See FAR 8.402(f). Also, go to gsa.gov and from that page search for "open market". Also, see Desktop Alert, Inc., GAO B-408196, 2013 CPD ¶ 179, July 22, 2013, footnote 3:

As a general matter, FSS procedures provide agencies a simplified process for obtaining commonly used commercial supplies and services, and, although streamlined, satisfy the requirement for full and open competition. See 41 U.S.C. §152 (2006); FAR §6.102(d)(3). However, non-FSS products and services-frequently termed “open market”-may not be purchased using FSS procedures; their purchase requires compliance with otherwise applicable procurement laws and regulations, including those requiring the use of full competitive procedures. Symplicity Corp., B –291902, Apr. 29, 2003, 2003 CPD ¶89 at 4. Thus, where an agency announces its intention to order from an existing FSS, all items quoted and ordered are required to be on the vendor's schedule contract as a precondition to its receiving the order. Science Applications Int'l Corp., B–401773, Nov. 10, 2009, 2009 CPD ¶229 at 2 n.1. The sole exception to this requirement is for items that do not exceed the micro-purchase threshold of $3,000, since such items properly may be purchased outside the normal competition requirements. See FAR §2.101; Maybank Indus., LLC, B–403327, B–403327.2, Oct. 21, 2010, 2010 CPD ¶249 at 4.

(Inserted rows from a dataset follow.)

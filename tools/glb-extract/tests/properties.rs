//! Property tests for container framing and bounds

mod common;

use common::parse_glb;
use glb_extract::mesh::COMPONENT_TYPES;
use glb_extract::{ExtractOptions, RawMesh, VertexAttribute, encode_glb};
use proptest::prelude::*;

fn finite_position() -> impl Strategy<Value = [f32; 3]> {
    prop::array::uniform3(-1.0e6f32..1.0e6)
}

/// Custom attribute of any component type and shape; never the position alias
fn attribute() -> impl Strategy<Value = VertexAttribute> {
    (prop::sample::select(COMPONENT_TYPES.to_vec()), 1u8..=4, any::<bool>()).prop_map(
        |(component_type, components, normalized)| VertexAttribute {
            alias: String::new(),
            component_type,
            components,
            normalized,
        },
    )
}

/// Attribute list, matching random vertex bytes, and random indices
fn interleaved_mesh() -> impl Strategy<Value = (Vec<VertexAttribute>, Vec<u8>, Vec<u16>)> {
    (
        prop::collection::vec(attribute(), 1..6),
        1usize..16,
        prop::collection::vec(any::<u16>(), 0..33),
    )
        .prop_flat_map(|(attributes, vertex_count, indices)| {
            let attributes: Vec<VertexAttribute> = attributes
                .into_iter()
                .enumerate()
                .map(|(i, attribute)| VertexAttribute {
                    alias: format!("_ATTR{i}"),
                    ..attribute
                })
                .collect();
            let stride: usize = attributes.iter().map(VertexAttribute::size).sum();
            (
                Just(attributes),
                prop::collection::vec(any::<u8>(), vertex_count * stride),
                Just(indices),
            )
        })
}

fn build_mesh(attributes: &[VertexAttribute], vertices: &[u8], indices: &[u16]) -> RawMesh {
    let mesh = RawMesh::new(attributes.to_vec()).vertices(vertices.to_vec());
    if indices.is_empty() {
        mesh
    } else {
        mesh.indices(indices)
    }
}

proptest! {
    #[test]
    fn framing_is_consistent(
        positions in prop::collection::vec(finite_position(), 1..64),
        indices in prop::collection::vec(any::<u16>(), 0..97),
    ) {
        let mut mesh = RawMesh::new(vec![VertexAttribute::position3()]).vertex_data(&positions);
        if !indices.is_empty() {
            mesh = mesh.indices(&indices);
        }
        let glb = encode_glb(&mesh, &ExtractOptions::default()).unwrap();
        let parsed = parse_glb(&glb);

        prop_assert_eq!(parsed.total_length as usize, glb.len());
        prop_assert_eq!(glb.len() % 4, 0);
        prop_assert_eq!(parsed.json_length % 4, 0);
        prop_assert_eq!(parsed.bin_length % 4, 0);

        let raw_length = positions.len() * 12 + indices.len() * 2;
        prop_assert!(parsed.bin_length as usize >= raw_length);
        prop_assert!((parsed.bin_length as usize) < raw_length + 4);

        let json = parsed.json();
        prop_assert_eq!(json["buffers"][0]["byteLength"].as_u64(), Some(parsed.bin_length as u64));
        let views = json["bufferViews"].as_array().unwrap().len();
        prop_assert_eq!(views, if indices.is_empty() { 1 } else { 2 });
    }

    #[test]
    fn bounds_enclose_every_position(
        positions in prop::collection::vec(finite_position(), 1..64),
    ) {
        let mesh = RawMesh::new(vec![VertexAttribute::position3()]).vertex_data(&positions);
        let glb = encode_glb(&mesh, &ExtractOptions::default()).unwrap();
        let json = parse_glb(&glb).json();

        let min: Vec<f64> = json["accessors"][0]["min"]
            .as_array()
            .unwrap()
            .iter()
            .map(|v| v.as_f64().unwrap())
            .collect();
        let max: Vec<f64> = json["accessors"][0]["max"]
            .as_array()
            .unwrap()
            .iter()
            .map(|v| v.as_f64().unwrap())
            .collect();

        for c in 0..3 {
            let expected_min = positions.iter().map(|p| p[c]).fold(f32::INFINITY, f32::min);
            let expected_max = positions.iter().map(|p| p[c]).fold(f32::NEG_INFINITY, f32::max);
            prop_assert_eq!(min[c] as f32, expected_min);
            prop_assert_eq!(max[c] as f32, expected_max);
        }
    }

    #[test]
    fn byte_offsets_follow_attribute_sizes(
        (attributes, vertices, indices) in interleaved_mesh(),
    ) {
        let mesh = build_mesh(&attributes, &vertices, &indices);
        let glb = encode_glb(&mesh, &ExtractOptions::default()).unwrap();
        let json = parse_glb(&glb).json();
        let accessors = json["accessors"].as_array().unwrap();

        let mut expected_offset = 0usize;
        for (i, attribute) in attributes.iter().enumerate() {
            prop_assert_eq!(accessors[i]["byteOffset"].as_u64(), Some(expected_offset as u64));
            prop_assert_eq!(json["meshes"][0]["primitives"][0]["attributes"][&attribute.alias].as_u64(), Some(i as u64));
            expected_offset += attribute.size();
        }

        let stride = json["bufferViews"][0]["byteStride"].as_u64().unwrap() as usize;
        prop_assert_eq!(expected_offset, stride);
        let vertex_count = vertices.len() / stride;
        prop_assert!(accessors[..attributes.len()]
            .iter()
            .all(|a| a["count"].as_u64() == Some(vertex_count as u64)));
    }

    #[test]
    fn binary_sections_round_trip(
        (attributes, vertices, indices) in interleaved_mesh(),
    ) {
        let mesh = build_mesh(&attributes, &vertices, &indices);
        let glb = encode_glb(&mesh, &ExtractOptions::default()).unwrap();
        let parsed = parse_glb(&glb);
        let json = parsed.json();

        let vertex_length = json["bufferViews"][0]["byteLength"].as_u64().unwrap() as usize;
        prop_assert_eq!(vertex_length, vertices.len());

        // Whole 32-bit words are little-endian in the file; trailing bytes are copied
        let section = &parsed.bin[..vertex_length];
        let whole = vertex_length - vertex_length % 4;
        let mut restored: Vec<u8> = section[..whole]
            .chunks_exact(4)
            .flat_map(|w| u32::from_le_bytes([w[0], w[1], w[2], w[3]]).to_ne_bytes())
            .collect();
        restored.extend_from_slice(&section[whole..]);
        prop_assert_eq!(restored, vertices);

        if indices.is_empty() {
            prop_assert_eq!(json["bufferViews"].as_array().unwrap().len(), 1);
            prop_assert!(json["meshes"][0]["primitives"][0].get("indices").is_none());
        } else {
            let view = &json["bufferViews"][1];
            let offset = view["byteOffset"].as_u64().unwrap() as usize;
            let length = view["byteLength"].as_u64().unwrap() as usize;
            prop_assert_eq!(offset, vertex_length);
            prop_assert_eq!(length, indices.len() * 2);

            let restored: Vec<u16> = parsed.bin[offset..offset + length]
                .chunks_exact(2)
                .map(|b| u16::from_le_bytes([b[0], b[1]]))
                .collect();
            prop_assert_eq!(restored, indices);
        }
    }
}
//! Accessor and buffer view construction for interleaved vertex data
//!
//! Every vertex attribute becomes one accessor into a single strided buffer
//! view. Accessor byte offsets are relative to the start of a vertex record,
//! not to the binary chunk.

use crate::error::{ExtractError, ExtractResult};
use crate::mesh::{MeshSource, VertexAttribute};
use crate::options::ExtractOptions;
use gltf_json as json;
use gltf_json::accessor::{ComponentType, GenericComponentType, Type};
use gltf_json::validation::Checked::Valid;
use serde_json::{Map, Value};

/// Buffer view index of the interleaved vertex data
pub const VERTEX_VIEW: u32 = 0;
/// Buffer view index of the index data, when present
pub const INDEX_VIEW: u32 = 1;

/// Element types an attribute can map to, by component count
const ELEMENT_TYPES: [Type; 4] = [Type::Scalar, Type::Vec2, Type::Vec3, Type::Vec4];

/// Accessors and primitive attributes for the vertex attributes of a mesh
#[derive(Debug, Clone)]
pub struct VertexAccessors {
    pub accessors: Vec<json::Accessor>,
    /// glTF semantic -> accessor index
    pub attributes: Map<String, Value>,
}

/// glTF element type for a component count
pub fn element_type(components: u8) -> Option<Type> {
    ELEMENT_TYPES
        .into_iter()
        .find(|ty| ty.multiplicity() == components as usize)
}

/// Build one accessor per vertex attribute.
///
/// The attribute named by `options.position_alias` additionally gets
/// per-component min/max bounds scanned from the vertex bytes.
pub fn build_vertex_accessors(
    mesh: &dyn MeshSource,
    options: &ExtractOptions,
) -> ExtractResult<VertexAccessors> {
    let vertex_count = mesh.vertex_count();
    let stride = mesh.vertex_stride();

    let mut accessors = Vec::with_capacity(mesh.attributes().len());
    let mut attributes = Map::new();
    let mut offset = 0usize;

    for attribute in mesh.attributes() {
        let type_ = element_type(attribute.components).ok_or_else(|| {
            ExtractError::UnsupportedAttributeShape {
                alias: attribute.alias.clone(),
                components: attribute.components,
            }
        })?;

        let (min, max) = if attribute.alias == options.position_alias {
            let (min, max) =
                compute_bounds(mesh.vertex_bytes(), stride, offset, attribute, vertex_count)?;
            (
                Some(bounds_json(attribute.component_type, &min)),
                Some(bounds_json(attribute.component_type, &max)),
            )
        } else {
            (None, None)
        };

        let index = accessors.len();
        accessors.push(json::Accessor {
            buffer_view: Some(json::Index::new(VERTEX_VIEW)),
            byte_offset: Some((offset as u64).into()),
            count: vertex_count.into(),
            component_type: Valid(GenericComponentType(attribute.component_type)),
            extensions: Default::default(),
            extras: Default::default(),
            type_: Valid(type_),
            min,
            max,
            name: None,
            normalized: attribute.normalized,
            sparse: None,
        });

        attributes.insert(
            options.semantic_for(&attribute.alias).to_string(),
            Value::from(index),
        );
        offset += attribute.size();
    }

    Ok(VertexAccessors {
        accessors,
        attributes,
    })
}

/// Per-component min/max of one attribute across all vertices.
///
/// Reads each component at its absolute offset in `bytes` (host byte
/// order). `bytes` must hold `vertex_count` records of `stride` bytes with
/// the attribute inside each record. NaN or infinite components fail with
/// [`ExtractError::NonFiniteComponent`], so the bounds are always finite and
/// attained by some vertex.
pub fn compute_bounds(
    bytes: &[u8],
    stride: usize,
    offset: usize,
    attribute: &VertexAttribute,
    vertex_count: usize,
) -> ExtractResult<(Vec<f64>, Vec<f64>)> {
    let components = attribute.components as usize;
    let width = attribute.component_type.size();
    let mut min = vec![f64::INFINITY; components];
    let mut max = vec![f64::NEG_INFINITY; components];

    for vertex in 0..vertex_count {
        let base = vertex * stride + offset;
        for c in 0..components {
            let value = read_component(bytes, base + c * width, attribute.component_type);
            if !value.is_finite() {
                return Err(ExtractError::NonFiniteComponent {
                    alias: attribute.alias.clone(),
                    vertex,
                    component: c,
                });
            }
            min[c] = min[c].min(value);
            max[c] = max[c].max(value);
        }
    }

    Ok((min, max))
}

/// Read one component at an absolute byte offset
fn read_component(bytes: &[u8], at: usize, ty: ComponentType) -> f64 {
    let raw = &bytes[at..at + ty.size()];
    match ty {
        ComponentType::I8 => raw[0] as i8 as f64,
        ComponentType::U8 => raw[0] as f64,
        ComponentType::I16 => bytemuck::pod_read_unaligned::<i16>(raw) as f64,
        ComponentType::U16 => bytemuck::pod_read_unaligned::<u16>(raw) as f64,
        ComponentType::U32 => bytemuck::pod_read_unaligned::<u32>(raw) as f64,
        ComponentType::F32 => bytemuck::pod_read_unaligned::<f32>(raw) as f64,
    }
}

/// Bounds as a JSON array in the attribute's own component type
fn bounds_json(ty: ComponentType, values: &[f64]) -> Value {
    Value::Array(
        values
            .iter()
            .map(|&v| match ty {
                ComponentType::F32 => Value::from(v as f32),
                _ => Value::from(v as i64),
            })
            .collect(),
    )
}

/// Strided view over all vertex records
pub fn vertex_view(byte_length: usize, stride: usize) -> json::buffer::View {
    json::buffer::View {
        buffer: json::Index::new(0),
        byte_length: byte_length.into(),
        byte_offset: Some(0u64.into()),
        byte_stride: Some(json::buffer::Stride(stride)),
        extensions: Default::default(),
        extras: Default::default(),
        name: None,
        target: Some(Valid(json::buffer::Target::ArrayBuffer)),
    }
}

/// View over the u16 index data that follows the vertex data
pub fn index_view(byte_offset: usize, byte_length: usize) -> json::buffer::View {
    json::buffer::View {
        buffer: json::Index::new(0),
        byte_length: byte_length.into(),
        byte_offset: Some((byte_offset as u64).into()),
        byte_stride: None,
        extensions: Default::default(),
        extras: Default::default(),
        name: None,
        target: Some(Valid(json::buffer::Target::ElementArrayBuffer)),
    }
}

/// Scalar u16 accessor over the index view
pub fn index_accessor(index_count: usize) -> json::Accessor {
    json::Accessor {
        buffer_view: Some(json::Index::new(INDEX_VIEW)),
        byte_offset: None,
        count: index_count.into(),
        component_type: Valid(GenericComponentType(ComponentType::U16)),
        extensions: Default::default(),
        extras: Default::default(),
        type_: Valid(Type::Scalar),
        min: None,
        max: None,
        name: None,
        normalized: false,
        sparse: None,
    }
}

You seem to think that you can buy open market under an FSS/MAS contract if the item to be purchased will cost less than the simplified acquisition threshold. As you should now be able to see, that is wrong, except for items under the micro-purchase threshold.

Are you an agency contracts attorney, JAG51? If so, then I'll add that this has long been "well established" in regulation and case law. You cannot get around it by manipulating your "internal estimate", unless you can (1) get it below the micro-purchase threshold and (2) do the manipulation in a way that does not violate the rules.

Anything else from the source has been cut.